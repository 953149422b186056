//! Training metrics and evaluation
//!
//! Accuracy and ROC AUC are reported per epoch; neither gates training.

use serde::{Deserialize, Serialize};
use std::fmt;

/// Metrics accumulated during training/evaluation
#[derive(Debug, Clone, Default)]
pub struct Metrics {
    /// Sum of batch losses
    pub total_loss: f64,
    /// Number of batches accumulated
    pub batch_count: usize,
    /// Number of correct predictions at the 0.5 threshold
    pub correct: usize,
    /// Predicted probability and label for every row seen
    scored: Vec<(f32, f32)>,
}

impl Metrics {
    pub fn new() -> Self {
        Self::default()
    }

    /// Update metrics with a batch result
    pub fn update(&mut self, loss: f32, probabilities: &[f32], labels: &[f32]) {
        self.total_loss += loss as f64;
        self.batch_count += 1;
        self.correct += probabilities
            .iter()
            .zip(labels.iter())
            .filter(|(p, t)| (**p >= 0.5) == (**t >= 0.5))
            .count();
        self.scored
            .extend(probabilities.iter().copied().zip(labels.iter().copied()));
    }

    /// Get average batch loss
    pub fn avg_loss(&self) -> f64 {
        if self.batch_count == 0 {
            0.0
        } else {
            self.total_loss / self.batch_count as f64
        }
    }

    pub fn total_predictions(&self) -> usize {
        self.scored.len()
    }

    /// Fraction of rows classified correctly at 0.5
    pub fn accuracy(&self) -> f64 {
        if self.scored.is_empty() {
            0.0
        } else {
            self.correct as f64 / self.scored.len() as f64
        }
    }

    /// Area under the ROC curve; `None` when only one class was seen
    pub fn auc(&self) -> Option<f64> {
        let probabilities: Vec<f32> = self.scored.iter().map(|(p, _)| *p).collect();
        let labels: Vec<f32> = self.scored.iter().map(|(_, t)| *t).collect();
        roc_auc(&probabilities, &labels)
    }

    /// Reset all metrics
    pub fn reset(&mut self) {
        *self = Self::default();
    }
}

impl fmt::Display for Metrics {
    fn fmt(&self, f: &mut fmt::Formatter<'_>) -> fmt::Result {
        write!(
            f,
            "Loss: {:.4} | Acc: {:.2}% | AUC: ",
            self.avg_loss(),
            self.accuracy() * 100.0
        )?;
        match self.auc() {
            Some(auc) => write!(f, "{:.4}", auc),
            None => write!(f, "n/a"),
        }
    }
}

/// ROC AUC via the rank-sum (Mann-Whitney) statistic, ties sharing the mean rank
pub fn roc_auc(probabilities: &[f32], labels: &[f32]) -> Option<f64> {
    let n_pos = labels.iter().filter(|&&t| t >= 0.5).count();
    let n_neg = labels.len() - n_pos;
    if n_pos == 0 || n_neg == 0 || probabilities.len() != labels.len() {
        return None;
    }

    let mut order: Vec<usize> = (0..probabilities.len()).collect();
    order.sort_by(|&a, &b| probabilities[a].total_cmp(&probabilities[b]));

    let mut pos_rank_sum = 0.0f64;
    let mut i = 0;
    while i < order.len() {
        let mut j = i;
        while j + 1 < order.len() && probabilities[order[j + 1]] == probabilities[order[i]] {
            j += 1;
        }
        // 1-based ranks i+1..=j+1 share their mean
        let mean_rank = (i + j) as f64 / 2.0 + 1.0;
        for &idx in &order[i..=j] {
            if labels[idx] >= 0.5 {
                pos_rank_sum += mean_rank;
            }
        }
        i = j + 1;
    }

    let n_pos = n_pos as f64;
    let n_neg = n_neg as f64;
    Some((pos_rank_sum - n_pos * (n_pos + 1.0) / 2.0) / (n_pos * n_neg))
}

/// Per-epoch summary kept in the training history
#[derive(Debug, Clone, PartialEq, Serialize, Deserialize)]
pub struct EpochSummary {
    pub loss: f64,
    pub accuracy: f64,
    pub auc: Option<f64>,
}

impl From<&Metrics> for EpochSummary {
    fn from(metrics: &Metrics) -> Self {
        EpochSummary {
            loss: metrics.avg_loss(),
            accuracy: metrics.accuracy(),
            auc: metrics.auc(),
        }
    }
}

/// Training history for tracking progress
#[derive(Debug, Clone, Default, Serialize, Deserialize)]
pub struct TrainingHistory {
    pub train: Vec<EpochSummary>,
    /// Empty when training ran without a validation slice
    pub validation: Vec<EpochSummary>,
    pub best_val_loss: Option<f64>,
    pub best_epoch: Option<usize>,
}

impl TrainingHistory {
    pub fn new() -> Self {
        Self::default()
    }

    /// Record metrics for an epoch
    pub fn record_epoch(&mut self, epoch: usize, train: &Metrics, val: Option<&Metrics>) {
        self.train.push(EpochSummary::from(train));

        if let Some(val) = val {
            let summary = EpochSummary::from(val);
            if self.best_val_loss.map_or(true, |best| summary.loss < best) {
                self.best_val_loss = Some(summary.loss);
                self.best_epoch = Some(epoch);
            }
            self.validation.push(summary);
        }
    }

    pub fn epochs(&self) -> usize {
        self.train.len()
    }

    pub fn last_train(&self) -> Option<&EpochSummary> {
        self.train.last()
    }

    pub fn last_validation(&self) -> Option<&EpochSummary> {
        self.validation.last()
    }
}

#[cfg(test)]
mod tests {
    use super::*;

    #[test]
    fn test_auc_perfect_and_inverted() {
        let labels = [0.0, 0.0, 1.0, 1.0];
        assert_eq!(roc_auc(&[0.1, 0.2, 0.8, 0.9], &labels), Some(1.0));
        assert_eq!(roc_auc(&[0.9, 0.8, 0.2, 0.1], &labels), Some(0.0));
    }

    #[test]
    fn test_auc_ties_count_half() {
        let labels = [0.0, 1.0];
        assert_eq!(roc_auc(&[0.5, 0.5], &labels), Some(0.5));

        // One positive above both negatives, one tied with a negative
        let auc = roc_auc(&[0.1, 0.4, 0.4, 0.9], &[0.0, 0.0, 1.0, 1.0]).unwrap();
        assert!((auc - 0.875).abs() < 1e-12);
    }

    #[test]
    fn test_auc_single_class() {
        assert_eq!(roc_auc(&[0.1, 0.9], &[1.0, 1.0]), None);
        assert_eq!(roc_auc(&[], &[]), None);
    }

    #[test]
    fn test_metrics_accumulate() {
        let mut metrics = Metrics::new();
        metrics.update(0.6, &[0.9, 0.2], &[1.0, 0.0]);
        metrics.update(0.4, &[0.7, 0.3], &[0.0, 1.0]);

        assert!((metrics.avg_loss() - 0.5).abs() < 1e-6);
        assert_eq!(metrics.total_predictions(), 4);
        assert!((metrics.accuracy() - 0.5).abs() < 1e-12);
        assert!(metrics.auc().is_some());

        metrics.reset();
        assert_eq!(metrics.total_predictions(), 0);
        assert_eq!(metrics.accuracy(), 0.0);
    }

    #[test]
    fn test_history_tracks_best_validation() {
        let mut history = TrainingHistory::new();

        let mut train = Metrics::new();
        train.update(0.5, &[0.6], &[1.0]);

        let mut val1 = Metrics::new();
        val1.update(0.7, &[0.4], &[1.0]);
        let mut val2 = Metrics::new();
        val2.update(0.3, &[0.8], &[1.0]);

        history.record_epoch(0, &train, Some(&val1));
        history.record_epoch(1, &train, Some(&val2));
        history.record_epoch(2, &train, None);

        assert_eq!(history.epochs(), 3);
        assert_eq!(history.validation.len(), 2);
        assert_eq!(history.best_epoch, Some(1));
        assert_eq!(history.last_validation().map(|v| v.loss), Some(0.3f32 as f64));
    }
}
+-------+
▸ **Task to carry out**
Only lines with the word "order" are needed. Copy them from the preceding records.

▸ **Answer area**
    let mut order: Vec<usize> = (0..probabilities.len()).collect();
    order.sort_by(|&a, &b| probabilities[a].total_cmp(&probabilities[b]));
    while i < order.len() {
        while j + 1 < order.len() && probabilities[order[j + 1]] == probabilities[order[i]] {
        for &idx in &order[i..=j] {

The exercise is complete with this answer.